Data supplied -
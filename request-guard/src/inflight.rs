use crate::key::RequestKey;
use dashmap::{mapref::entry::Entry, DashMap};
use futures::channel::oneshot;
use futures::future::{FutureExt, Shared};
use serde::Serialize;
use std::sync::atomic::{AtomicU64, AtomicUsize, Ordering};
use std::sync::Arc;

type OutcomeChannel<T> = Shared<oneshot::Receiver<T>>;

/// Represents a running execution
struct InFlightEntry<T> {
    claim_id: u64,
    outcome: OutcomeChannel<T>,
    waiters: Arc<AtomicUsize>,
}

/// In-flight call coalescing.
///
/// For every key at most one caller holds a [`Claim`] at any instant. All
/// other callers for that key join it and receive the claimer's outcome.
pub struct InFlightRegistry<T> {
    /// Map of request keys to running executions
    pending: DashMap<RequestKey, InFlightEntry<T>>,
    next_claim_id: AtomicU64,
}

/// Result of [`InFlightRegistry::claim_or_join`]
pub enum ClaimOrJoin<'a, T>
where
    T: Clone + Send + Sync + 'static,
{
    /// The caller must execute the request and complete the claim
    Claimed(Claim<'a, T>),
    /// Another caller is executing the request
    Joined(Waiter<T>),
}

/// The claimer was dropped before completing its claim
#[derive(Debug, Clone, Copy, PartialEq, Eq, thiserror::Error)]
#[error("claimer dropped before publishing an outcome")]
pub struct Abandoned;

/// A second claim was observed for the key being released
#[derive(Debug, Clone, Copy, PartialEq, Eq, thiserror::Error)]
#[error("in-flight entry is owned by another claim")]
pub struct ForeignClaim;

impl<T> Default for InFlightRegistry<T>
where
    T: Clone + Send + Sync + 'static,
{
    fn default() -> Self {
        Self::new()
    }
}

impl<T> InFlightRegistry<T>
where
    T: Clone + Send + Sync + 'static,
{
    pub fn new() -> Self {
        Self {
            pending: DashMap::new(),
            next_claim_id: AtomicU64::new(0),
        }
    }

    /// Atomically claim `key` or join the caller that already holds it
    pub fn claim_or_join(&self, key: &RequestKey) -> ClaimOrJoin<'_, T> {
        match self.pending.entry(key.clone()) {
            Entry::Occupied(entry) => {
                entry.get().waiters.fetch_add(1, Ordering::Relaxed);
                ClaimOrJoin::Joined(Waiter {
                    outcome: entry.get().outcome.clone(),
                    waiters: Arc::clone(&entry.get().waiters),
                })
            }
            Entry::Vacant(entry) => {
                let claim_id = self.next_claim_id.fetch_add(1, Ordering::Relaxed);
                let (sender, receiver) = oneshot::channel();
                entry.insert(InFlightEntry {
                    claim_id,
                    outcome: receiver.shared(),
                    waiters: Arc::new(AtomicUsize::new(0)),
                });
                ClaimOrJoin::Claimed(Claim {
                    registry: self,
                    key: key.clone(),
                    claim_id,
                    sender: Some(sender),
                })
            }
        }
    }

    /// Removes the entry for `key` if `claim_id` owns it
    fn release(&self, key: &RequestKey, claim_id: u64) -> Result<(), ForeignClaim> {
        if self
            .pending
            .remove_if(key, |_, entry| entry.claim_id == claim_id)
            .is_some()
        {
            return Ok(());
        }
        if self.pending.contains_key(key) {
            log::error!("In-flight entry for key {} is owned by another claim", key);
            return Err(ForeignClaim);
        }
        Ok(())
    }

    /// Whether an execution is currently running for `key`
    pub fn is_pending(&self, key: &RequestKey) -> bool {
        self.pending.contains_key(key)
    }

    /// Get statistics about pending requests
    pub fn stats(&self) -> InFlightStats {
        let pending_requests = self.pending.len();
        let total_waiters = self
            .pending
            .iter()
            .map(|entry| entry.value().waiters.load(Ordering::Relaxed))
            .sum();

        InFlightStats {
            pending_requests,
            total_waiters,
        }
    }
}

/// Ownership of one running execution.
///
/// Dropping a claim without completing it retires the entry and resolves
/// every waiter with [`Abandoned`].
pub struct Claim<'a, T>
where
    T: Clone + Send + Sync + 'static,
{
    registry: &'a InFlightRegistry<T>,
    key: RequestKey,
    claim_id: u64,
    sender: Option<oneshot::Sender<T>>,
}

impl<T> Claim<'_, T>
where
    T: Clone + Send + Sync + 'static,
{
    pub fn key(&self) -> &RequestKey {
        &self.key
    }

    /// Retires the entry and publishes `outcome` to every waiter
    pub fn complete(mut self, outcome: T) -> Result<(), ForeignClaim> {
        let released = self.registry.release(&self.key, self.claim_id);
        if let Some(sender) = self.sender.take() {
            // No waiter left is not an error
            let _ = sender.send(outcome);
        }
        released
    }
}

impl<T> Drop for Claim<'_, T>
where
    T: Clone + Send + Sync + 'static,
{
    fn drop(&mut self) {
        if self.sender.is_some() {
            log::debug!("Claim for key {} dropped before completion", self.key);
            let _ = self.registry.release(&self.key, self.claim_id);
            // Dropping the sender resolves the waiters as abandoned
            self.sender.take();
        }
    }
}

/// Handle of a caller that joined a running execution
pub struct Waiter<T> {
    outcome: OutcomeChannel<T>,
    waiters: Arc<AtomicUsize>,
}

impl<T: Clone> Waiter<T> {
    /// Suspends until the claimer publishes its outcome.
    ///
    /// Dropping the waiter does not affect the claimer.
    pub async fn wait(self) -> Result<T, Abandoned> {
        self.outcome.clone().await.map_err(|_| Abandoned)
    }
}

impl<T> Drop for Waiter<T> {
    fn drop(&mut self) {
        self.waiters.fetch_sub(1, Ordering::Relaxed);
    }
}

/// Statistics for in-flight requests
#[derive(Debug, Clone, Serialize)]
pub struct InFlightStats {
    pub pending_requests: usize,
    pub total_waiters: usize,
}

==

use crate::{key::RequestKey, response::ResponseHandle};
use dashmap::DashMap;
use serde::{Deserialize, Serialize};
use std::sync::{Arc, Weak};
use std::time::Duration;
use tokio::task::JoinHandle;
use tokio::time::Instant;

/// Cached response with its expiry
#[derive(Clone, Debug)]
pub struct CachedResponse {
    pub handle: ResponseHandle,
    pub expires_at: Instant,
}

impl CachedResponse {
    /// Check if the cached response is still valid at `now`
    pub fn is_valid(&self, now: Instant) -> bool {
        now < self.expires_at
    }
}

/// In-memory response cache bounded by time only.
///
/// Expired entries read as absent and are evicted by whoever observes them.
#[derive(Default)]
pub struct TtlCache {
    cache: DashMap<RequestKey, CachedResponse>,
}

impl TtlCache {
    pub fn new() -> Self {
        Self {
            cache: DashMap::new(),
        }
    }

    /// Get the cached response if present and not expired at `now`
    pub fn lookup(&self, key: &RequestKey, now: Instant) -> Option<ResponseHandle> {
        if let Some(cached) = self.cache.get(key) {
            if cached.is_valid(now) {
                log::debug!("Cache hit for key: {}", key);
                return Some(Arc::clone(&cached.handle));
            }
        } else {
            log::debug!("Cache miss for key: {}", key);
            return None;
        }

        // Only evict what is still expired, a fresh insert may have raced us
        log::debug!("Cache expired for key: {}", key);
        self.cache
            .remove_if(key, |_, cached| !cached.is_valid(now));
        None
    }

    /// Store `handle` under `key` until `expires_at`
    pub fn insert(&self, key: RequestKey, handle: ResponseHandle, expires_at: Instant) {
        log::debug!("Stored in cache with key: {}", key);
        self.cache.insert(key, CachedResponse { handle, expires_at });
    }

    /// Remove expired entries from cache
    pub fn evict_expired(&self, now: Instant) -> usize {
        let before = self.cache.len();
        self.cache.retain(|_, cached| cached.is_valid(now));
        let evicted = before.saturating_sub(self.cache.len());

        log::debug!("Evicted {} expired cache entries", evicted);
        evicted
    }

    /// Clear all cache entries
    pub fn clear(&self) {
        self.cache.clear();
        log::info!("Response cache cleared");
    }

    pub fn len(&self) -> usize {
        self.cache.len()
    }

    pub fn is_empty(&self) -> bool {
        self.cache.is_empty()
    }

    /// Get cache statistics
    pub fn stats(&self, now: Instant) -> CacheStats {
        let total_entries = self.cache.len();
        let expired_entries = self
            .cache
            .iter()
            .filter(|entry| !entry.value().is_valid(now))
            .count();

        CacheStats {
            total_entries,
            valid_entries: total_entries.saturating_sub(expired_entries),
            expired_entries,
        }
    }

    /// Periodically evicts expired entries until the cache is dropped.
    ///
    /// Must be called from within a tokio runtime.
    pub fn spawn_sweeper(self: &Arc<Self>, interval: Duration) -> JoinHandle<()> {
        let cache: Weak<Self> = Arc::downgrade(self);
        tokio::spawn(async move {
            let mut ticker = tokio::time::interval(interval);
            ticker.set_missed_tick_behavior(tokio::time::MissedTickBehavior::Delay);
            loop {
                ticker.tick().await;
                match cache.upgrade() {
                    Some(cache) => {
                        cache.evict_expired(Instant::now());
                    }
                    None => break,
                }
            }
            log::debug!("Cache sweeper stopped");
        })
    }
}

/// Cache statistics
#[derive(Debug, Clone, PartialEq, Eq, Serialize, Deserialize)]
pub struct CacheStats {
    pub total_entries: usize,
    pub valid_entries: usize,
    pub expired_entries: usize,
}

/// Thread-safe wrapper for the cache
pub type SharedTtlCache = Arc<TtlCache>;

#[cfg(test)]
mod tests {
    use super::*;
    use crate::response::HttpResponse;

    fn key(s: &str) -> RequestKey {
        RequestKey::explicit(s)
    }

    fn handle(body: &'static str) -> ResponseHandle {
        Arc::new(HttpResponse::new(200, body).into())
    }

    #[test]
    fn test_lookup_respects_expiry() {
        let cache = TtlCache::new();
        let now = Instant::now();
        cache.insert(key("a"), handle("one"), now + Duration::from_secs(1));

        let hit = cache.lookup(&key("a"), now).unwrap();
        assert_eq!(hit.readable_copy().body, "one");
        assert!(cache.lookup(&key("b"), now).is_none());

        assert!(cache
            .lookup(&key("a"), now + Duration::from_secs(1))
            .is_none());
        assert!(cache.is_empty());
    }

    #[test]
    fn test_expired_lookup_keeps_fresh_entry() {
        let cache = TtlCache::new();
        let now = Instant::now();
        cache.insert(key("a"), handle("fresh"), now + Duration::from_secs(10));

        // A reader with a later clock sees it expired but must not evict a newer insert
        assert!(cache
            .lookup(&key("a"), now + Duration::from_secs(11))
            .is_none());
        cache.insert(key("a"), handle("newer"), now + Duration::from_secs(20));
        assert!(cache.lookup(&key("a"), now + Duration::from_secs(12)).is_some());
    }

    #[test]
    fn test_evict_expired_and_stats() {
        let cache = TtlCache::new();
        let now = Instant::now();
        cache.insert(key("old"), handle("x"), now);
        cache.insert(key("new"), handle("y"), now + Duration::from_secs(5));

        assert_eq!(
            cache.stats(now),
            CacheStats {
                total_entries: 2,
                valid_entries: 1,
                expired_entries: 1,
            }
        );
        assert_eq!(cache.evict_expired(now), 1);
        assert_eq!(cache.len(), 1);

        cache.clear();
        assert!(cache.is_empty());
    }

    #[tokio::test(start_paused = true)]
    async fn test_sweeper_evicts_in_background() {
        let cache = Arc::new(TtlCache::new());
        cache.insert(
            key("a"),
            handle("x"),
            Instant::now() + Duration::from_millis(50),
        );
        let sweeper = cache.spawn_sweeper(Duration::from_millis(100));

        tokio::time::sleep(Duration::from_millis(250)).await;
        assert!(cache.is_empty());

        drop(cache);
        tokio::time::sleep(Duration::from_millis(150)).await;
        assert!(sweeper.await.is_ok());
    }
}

Work to be completed -
Extract each line holding the word "dropped" from the records.

Task response -
/// The claimer was dropped before completing its claim
#[error("claimer dropped before publishing an outcome")]
            log::debug!("Claim for key {} dropped before completion", self.key);
    /// Periodically evicts expired entries until the cache is dropped.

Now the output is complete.